Provided records Start Marker

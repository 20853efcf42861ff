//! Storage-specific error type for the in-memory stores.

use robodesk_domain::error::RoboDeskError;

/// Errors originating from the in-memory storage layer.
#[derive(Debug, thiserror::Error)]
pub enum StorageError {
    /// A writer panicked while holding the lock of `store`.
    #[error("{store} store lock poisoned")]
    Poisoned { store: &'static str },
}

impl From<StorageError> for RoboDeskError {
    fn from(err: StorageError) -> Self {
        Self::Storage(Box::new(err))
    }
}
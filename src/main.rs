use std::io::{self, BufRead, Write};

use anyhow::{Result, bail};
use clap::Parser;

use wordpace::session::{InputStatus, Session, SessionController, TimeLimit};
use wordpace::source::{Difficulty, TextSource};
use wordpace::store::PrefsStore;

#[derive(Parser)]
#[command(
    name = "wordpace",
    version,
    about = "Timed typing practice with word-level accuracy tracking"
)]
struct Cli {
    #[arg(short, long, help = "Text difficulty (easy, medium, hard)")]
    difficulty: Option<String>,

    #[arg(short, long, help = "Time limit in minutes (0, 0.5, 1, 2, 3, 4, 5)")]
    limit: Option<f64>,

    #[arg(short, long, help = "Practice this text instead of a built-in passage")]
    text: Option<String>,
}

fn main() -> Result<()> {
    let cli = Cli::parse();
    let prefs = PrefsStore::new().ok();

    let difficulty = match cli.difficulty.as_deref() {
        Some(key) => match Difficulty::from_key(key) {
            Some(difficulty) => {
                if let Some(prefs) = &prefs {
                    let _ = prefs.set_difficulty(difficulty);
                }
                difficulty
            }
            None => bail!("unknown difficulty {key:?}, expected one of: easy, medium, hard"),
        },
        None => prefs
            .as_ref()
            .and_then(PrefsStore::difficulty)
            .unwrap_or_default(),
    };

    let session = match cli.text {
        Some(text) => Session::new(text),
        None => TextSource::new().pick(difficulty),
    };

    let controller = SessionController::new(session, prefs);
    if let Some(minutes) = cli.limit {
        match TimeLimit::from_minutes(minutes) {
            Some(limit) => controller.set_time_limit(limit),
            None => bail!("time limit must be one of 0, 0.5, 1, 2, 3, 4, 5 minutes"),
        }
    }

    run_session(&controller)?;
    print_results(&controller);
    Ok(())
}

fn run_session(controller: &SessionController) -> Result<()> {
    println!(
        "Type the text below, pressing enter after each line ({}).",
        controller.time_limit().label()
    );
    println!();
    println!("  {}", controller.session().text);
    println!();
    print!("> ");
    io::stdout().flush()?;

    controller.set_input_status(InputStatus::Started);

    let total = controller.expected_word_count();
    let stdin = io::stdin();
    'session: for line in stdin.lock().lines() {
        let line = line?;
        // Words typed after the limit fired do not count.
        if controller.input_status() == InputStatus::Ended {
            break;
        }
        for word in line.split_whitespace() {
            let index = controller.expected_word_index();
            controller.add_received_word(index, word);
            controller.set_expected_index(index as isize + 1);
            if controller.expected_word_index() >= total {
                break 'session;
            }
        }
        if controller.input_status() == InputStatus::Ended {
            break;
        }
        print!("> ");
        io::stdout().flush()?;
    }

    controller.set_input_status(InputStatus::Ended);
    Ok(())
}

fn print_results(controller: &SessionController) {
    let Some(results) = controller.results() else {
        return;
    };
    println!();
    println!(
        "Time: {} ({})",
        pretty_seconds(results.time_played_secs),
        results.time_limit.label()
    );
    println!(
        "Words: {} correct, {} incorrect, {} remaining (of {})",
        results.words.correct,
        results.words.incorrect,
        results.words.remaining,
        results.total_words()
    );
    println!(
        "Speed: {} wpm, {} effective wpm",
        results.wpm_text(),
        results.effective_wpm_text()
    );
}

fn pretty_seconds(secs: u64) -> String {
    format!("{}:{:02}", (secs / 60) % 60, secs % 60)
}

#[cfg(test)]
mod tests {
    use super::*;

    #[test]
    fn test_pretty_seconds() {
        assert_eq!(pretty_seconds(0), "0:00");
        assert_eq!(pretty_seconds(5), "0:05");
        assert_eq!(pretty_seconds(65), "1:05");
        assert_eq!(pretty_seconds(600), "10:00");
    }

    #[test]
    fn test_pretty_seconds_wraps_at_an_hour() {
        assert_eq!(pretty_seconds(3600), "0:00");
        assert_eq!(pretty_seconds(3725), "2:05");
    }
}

Provided records End Marker

* **Problem**
Print the lines above, unchanged, from the start of the records to the line with "let cli = Cli::parse();", including that final line.

* **Reply**
repository 20853efcf42861ff
//! Storage-specific error type for the in-memory stores.

use robodesk_domain::error::RoboDeskError;

/// Errors originating from the in-memory storage layer.
#[derive(Debug, thiserror::Error)]
pub enum StorageError {
    /// A writer panicked while holding the lock of `store`.
    #[error("{store} store lock poisoned")]
    Poisoned { store: &'static str },
}

impl From<StorageError> for RoboDeskError {
    fn from(err: StorageError) -> Self {
        Self::Storage(Box::new(err))
    }
}
filename src/main.rs
use std::io::{self, BufRead, Write};

use anyhow::{Result, bail};
use clap::Parser;

use wordpace::session::{InputStatus, Session, SessionController, TimeLimit};
use wordpace::source::{Difficulty, TextSource};
use wordpace::store::PrefsStore;

#[derive(Parser)]
#[command(
    name = "wordpace",
    version,
    about = "Timed typing practice with word-level accuracy tracking"
)]
struct Cli {
    #[arg(short, long, help = "Text difficulty (easy, medium, hard)")]
    difficulty: Option<String>,

    #[arg(short, long, help = "Time limit in minutes (0, 0.5, 1, 2, 3, 4, 5)")]
    limit: Option<f64>,

    #[arg(short, long, help = "Practice this text instead of a built-in passage")]
    text: Option<String>,
}

fn main() -> Result<()> {
    let cli = Cli::parse();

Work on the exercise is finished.